Briefly, the historical development of fluid velocity measurement in closed conduits with sonic pulses was first considered in the 1920s with discovery that transmission and reception of repetitive sound bursts could be used to describe the location and speed of moving objects; this principle was soon used to build sonar and radar arrays. Attempts were made over the years to apply the principle to measurement of fluid velocity in conduits, but it wasn’t until the development of economical high-speed electronics and digital signal processing in the late 1970s that a repeatable instrument with sufficient resolution for gas applications was devised.
Over the following decade and a half, the practical challenges of making the technology commercially viable as a flow measurement device were described and addressed through innovation and development that resulted in production of a gas ultrasonic meter that utilizes:
- Robust transducers that generate repeatable pulses (amplitude and frequency),
- Multiple paths to average axial velocity components over the cross-section of a closed conduit, (i.e. pipe),
- High-speed electronics complete with an accurate clock, to detect, resolve and time transmission and reception of sonic pulses with sufficient time-domain resolution.

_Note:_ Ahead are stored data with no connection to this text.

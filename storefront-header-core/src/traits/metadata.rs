//! Page metadata and placeholder lookup Trait

use std::collections::HashMap;

use async_trait::async_trait;

use crate::error::HeaderResult;

/// Placeholder texts keyed by dotted path (e.g. `Global.Search`)
pub type Placeholders = HashMap<String, String>;

/// Page metadata lookup (`<meta name=...>` values)
pub trait MetadataSource: Send + Sync {
    /// Get a metadata value
    ///
    /// # Arguments
    /// * `key` - Metadata name (e.g. `nav`, `mini-cart`)
    fn get(&self, key: &str) -> Option<String>;
}

/// Placeholder text lookup
#[async_trait]
pub trait PlaceholderSource: Send + Sync {
    async fn fetch(&self) -> HeaderResult<Placeholders>;
}

/// Fixed metadata and placeholders
///
/// Default implementation, available on all platforms.
#[derive(Debug, Clone, Default)]
pub struct StaticMetadata {
    metadata: HashMap<String, String>,
    placeholders: Placeholders,
}

impl StaticMetadata {
    #[must_use]
    pub fn new() -> Self {
        Self::default()
    }

    #[must_use]
    pub fn with_meta(mut self, key: impl Into<String>, value: impl Into<String>) -> Self {
        self.metadata.insert(key.into(), value.into());
        self
    }

    #[must_use]
    pub fn with_placeholder(mut self, key: impl Into<String>, value: impl Into<String>) -> Self {
        self.placeholders.insert(key.into(), value.into());
        self
    }
}

impl MetadataSource for StaticMetadata {
    fn get(&self, key: &str) -> Option<String> {
        self.metadata
            .get(key)
            .filter(|value| !value.is_empty())
            .cloned()
    }
}

#[async_trait]
impl PlaceholderSource for StaticMetadata {
    async fn fetch(&self) -> HeaderResult<Placeholders> {
        Ok(self.placeholders.clone())
    }
}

- Combining transducer and electronics to permit high pulse transmission rates, and their transit time measurement, to allow rapid integration of fluid flow velocity so that accurate measured values can be reported once per second.
Virtually all ultrasonic meters used by pipeline companies for fiscal measurement are flow-calibrated at meteorologically traceable test labs. Flow tests are conducted at multiple points over the meter’s operating range to characterize its proof curve. Meter factor(s) are then calculated and applied to correct the meter’s output to the lab’s reference standards.

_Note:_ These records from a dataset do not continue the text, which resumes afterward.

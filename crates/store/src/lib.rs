pub mod db;
pub mod query;
pub mod retention;
pub mod schema;
pub mod write;

pub use db::Store;
/// Idempotent schema, executed once when a writable store is opened.
/// `span_id` is the primary key: span ids are minted per scope and never
/// reused, so a duplicate insert is a caller bug and fails hard.
pub const SCHEMA_SQL: &str = r#"
CREATE TABLE IF NOT EXISTS spans (
  span_id TEXT PRIMARY KEY,
  trace_id TEXT NOT NULL,
  parent_span_id TEXT,
  name TEXT NOT NULL,
  start_time TIMESTAMP NOT NULL,
  end_time TIMESTAMP,
  duration_ms DOUBLE,
  status TEXT NOT NULL DEFAULT 'OK',
  error_message TEXT,
  user_id TEXT,
  agent_id TEXT,
  attributes TEXT NOT NULL
);

CREATE INDEX IF NOT EXISTS idx_spans_trace_id ON spans(trace_id);
CREATE INDEX IF NOT EXISTS idx_spans_start_time ON spans(start_time);
CREATE INDEX IF NOT EXISTS idx_spans_name ON spans(name);
CREATE INDEX IF NOT EXISTS idx_spans_user_id ON spans(user_id);
CREATE INDEX IF NOT EXISTS idx_spans_status ON spans(status);
"#;
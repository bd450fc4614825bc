use duckdb::params;
use engram_core::error::{Result, TraceError};
use engram_core::model::span::SpanRecord;

use crate::Store;

impl Store {
    /// Append one finalized span. Duplicate `span_id` violates the primary
    /// key and fails; ids must never be reused.
    pub fn insert_span(&self, span: &SpanRecord) -> Result<()> {
        self.insert_spans(std::slice::from_ref(span))
    }

    /// Batch append inside one transaction, for importers.
    pub fn insert_spans(&self, spans: &[SpanRecord]) -> Result<()> {
        if spans.is_empty() {
            return Ok(());
        }

        let mut conn = self.conn();
        let tx = conn
            .transaction()
            .map_err(|e| TraceError::Store(format!("begin tx failed: {e}")))?;

        {
            let mut stmt = tx
                .prepare(
                    "INSERT INTO spans
                     (span_id, trace_id, parent_span_id, name, start_time, end_time,
                      duration_ms, status, error_message, user_id, agent_id, attributes)
                     VALUES (?, ?, ?, ?, ?, ?, ?, ?, ?, ?, ?, ?)",
                )
                .map_err(|e| TraceError::Store(format!("prepare insert span failed: {e}")))?;

            for span in spans {
                // Promoted attributes become indexed columns here, at write
                // time; the attribute document itself is stored opaque.
                let mut row = span.clone();
                row.project_indexed();

                stmt.execute(params![
                    row.span_id,
                    row.trace_id,
                    row.parent_span_id,
                    row.name,
                    row.start_time.to_rfc3339(),
                    row.end_time.map(|ts| ts.to_rfc3339()),
                    row.duration_ms,
                    row.status.as_str(),
                    row.error_message,
                    row.user_id,
                    row.agent_id,
                    row.attributes_json(),
                ])
                .map_err(|e| TraceError::Store(format!("insert span failed: {e}")))?;
            }
        }

        tx.commit()
            .map_err(|e| TraceError::Store(format!("commit spans failed: {e}")))
    }
}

An advantage of modern ultrasonic meters is that once flow-calibrated, diagnostic assessments can describe whether proof, i.e. meter factor, shifts due to fault in the meter’s operating elements (i.e. transducers and/or processing electronics), so that re-calibration generally isn’t required (although some regulatory authorities mandate re-certification at set intervals: these mandates vary by jurisdiction).
Knowledge regarding the measuring principle of ultrasonic meters lays a foundation for optimal field application as well as providing the basis for understanding whether the meter continues to accurately and reliably measure gas volume. Multipath ultrasonic meters that are typically used for gas custody transfer calculate gas flow rate from velocity measurements made over a pipe’s cross-section, using the following process:
- Transducer pairs are installed in a meter body and are used to make transit time measurements of ultrasonic pulses which each transducer both transmits and receives. Pulses shot in the downstream direction are accelerated while those shot upstream are decelerated by the gas flow. (At 0 flow, transit times in the upstream and downstream directions are equal.)

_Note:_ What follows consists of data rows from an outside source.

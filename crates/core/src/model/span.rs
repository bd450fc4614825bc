use std::collections::BTreeMap;
use std::str::FromStr;

use chrono::{DateTime, Utc};
use serde::{Deserialize, Serialize};

use crate::error::{Result, TraceError};
use crate::model::attr::AttrValue;

/// Span outcome. Transitions are one-way: once `Error`, always `Error`.
#[derive(Debug, Clone, Copy, Default, Serialize, Deserialize, PartialEq, Eq)]
#[serde(rename_all = "UPPERCASE")]
pub enum SpanStatus {
    #[default]
    Ok,
    Error,
}

impl SpanStatus {
    pub fn as_str(self) -> &'static str {
        match self {
            Self::Ok => "OK",
            Self::Error => "ERROR",
        }
    }

    pub fn is_error(self) -> bool {
        matches!(self, Self::Error)
    }
}

impl FromStr for SpanStatus {
    type Err = TraceError;

    fn from_str(s: &str) -> Result<Self> {
        match s.to_ascii_uppercase().as_str() {
            "OK" => Ok(Self::Ok),
            "ERROR" => Ok(Self::Error),
            _ => Err(TraceError::Parse(format!("unknown span status: {s}"))),
        }
    }
}

/// One row in the spans table. Immutable once persisted; the opening scope
/// owns it exclusively until then.
#[derive(Debug, Clone, Serialize, Deserialize, PartialEq)]
pub struct SpanRecord {
    pub span_id: String,
    pub trace_id: String,
    pub parent_span_id: Option<String>,
    pub name: String,
    pub start_time: DateTime<Utc>,
    pub end_time: Option<DateTime<Utc>>,
    pub duration_ms: Option<f64>,
    pub status: SpanStatus,
    pub error_message: Option<String>,
    pub user_id: Option<String>,
    pub agent_id: Option<String>,
    pub attributes: BTreeMap<String, AttrValue>,
}

impl SpanRecord {
    pub fn attributes_json(&self) -> String {
        serde_json::to_string(&self.attributes).unwrap_or_else(|_| "{}".to_string())
    }

    /// Copy the promoted attributes into their indexed columns. Runs at
    /// write time; explicit values already on the record win.
    pub fn project_indexed(&mut self) {
        if self.user_id.is_none() {
            self.user_id = self
                .attributes
                .get("user_id")
                .and_then(|v| v.as_str())
                .map(str::to_string);
        }
        if self.agent_id.is_none() {
            self.agent_id = self
                .attributes
                .get("agent_id")
                .and_then(|v| v.as_str())
                .map(str::to_string);
        }
    }
}

#[cfg(test)]
mod tests {
    use chrono::TimeZone;

    use super::*;

    fn record() -> SpanRecord {
        SpanRecord {
            span_id: "s1".into(),
            trace_id: "t1".into(),
            parent_span_id: None,
            name: "memory.add".into(),
            start_time: chrono::Utc.with_ymd_and_hms(2026, 2, 1, 0, 0, 0).unwrap(),
            end_time: None,
            duration_ms: None,
            status: SpanStatus::Ok,
            error_message: None,
            user_id: None,
            agent_id: None,
            attributes: BTreeMap::new(),
        }
    }

    #[test]
    fn status_round_trips() {
        assert_eq!("ok".parse::<SpanStatus>().unwrap(), SpanStatus::Ok);
        assert_eq!("ERROR".parse::<SpanStatus>().unwrap(), SpanStatus::Error);
        assert!("fatal".parse::<SpanStatus>().is_err());
        assert_eq!(SpanStatus::Error.as_str(), "ERROR");
    }

    #[test]
    fn projects_promoted_attributes() {
        let mut span = record();
        span.attributes
            .insert("user_id".into(), AttrValue::from("u-42"));
        span.attributes
            .insert("agent_id".into(), AttrValue::from("planner"));
        span.project_indexed();
        assert_eq!(span.user_id.as_deref(), Some("u-42"));
        assert_eq!(span.agent_id.as_deref(), Some("planner"));
    }

    #[test]
    fn projection_keeps_explicit_columns() {
        let mut span = record();
        span.user_id = Some("explicit".into());
        span.attributes
            .insert("user_id".into(), AttrValue::from("from-attrs"));
        span.project_indexed();
        assert_eq!(span.user_id.as_deref(), Some("explicit"));
    }

    #[test]
    fn attributes_json_is_flat_object() {
        let mut span = record();
        span.attributes.insert("count".into(), AttrValue::from(3i64));
        span.attributes
            .insert("model".into(), AttrValue::from("qwen3"));
        assert_eq!(
            span.attributes_json(),
            "{\"count\":3,\"model\":\"qwen3\"}"
        );
    }
}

- Velocities are calculated for each transducer pair, or path, from the measured transit time difference between pulses shot in the upstream and downstream directions.
- The multiple path velocities are averaged into the bulk velocity using a weighting scheme that depends on the path’s location in the pipe cross-section for which velocity is “sampled”.
- Bulk velocity is multiplied by the meter body’s cross-sectional area to calculate uncorrected flow rate.
Velocity measurements are made along multiple paths using transducer pairs arrayed in known position in the meter body. Since the “absolute digital travel time measurement method” is employed (firing pulses in rapid succession in opposite directions across the same flight path in the pipe), fluctuations in pressure, temperature and gas composition don’t affect velocity measurement due to the nearly instantaneous sonic pulse emissions by individual transducer pairs.
Below are the basic equations(1) used for transit time measurement (eq. 1,2 ), bulk velocity (eq. 3), speed of sound (eq. 4), flow calculation (eq. 5) and a schematic (Figure 1) of a transducer pair’s geometry that puts the vector sums into context. Note that the only thermodynamic term in any of these equations is c, speed of sound. This is a fluid property, and the only term in these equations that varies with gas composition, pressure and temperature (i.e., fluid density).
Solving for velocity, v, in equations 1 and 2, and combining their terms, results in the solution of interest: fluid velocity v (eq. 3). Note that the density dependent term, c (speed of sound) cancels and drops out of eq. 3. This is possible because that fluid density (i.e., composition, P and T) is assumed to be constant at the time when the upstream and downstream pulses are fired (a reliable assumption given that upstream and downstream pulses are fired within milliseconds of one another). The mutual effect, and therefore cancellation of c on the up/dn pulses, gives rise to the description of the meter’s operating principle as the “absolute digital transit time measurement method”. Application of the absolute digital transit time method provides the technique needed to render accurate gas measurement, and its integrity is dependent on:
- Knowledge of path length (distance traversed by ultrasonic pulses),
- Confirmation of clock accuracy (accurate transit time measurement),
- Validation of pipe cross-sectional area (accuracy in flow calculation, and transit time measurement),
- Validation of flow profile (accuracy of calculation of bulk velocity from individual path velocity measurements).
Diagnostic outputs monitored must verify the constancy of the key items in these bullets, in whole or part, to provide an assessment of the meter’s operating condition.
All gas measurement technologies have limitations, including ultrasonic meters, and it is important for engineers and technicians who use any flow measurement technology to consider the limitations of the primary device proposed for use at a particular meter station prior to installation. Careful consideration before construction and installation can avoid costly re-work should the chosen technology prove less than optimal for the particular measuring station’s operating scenario.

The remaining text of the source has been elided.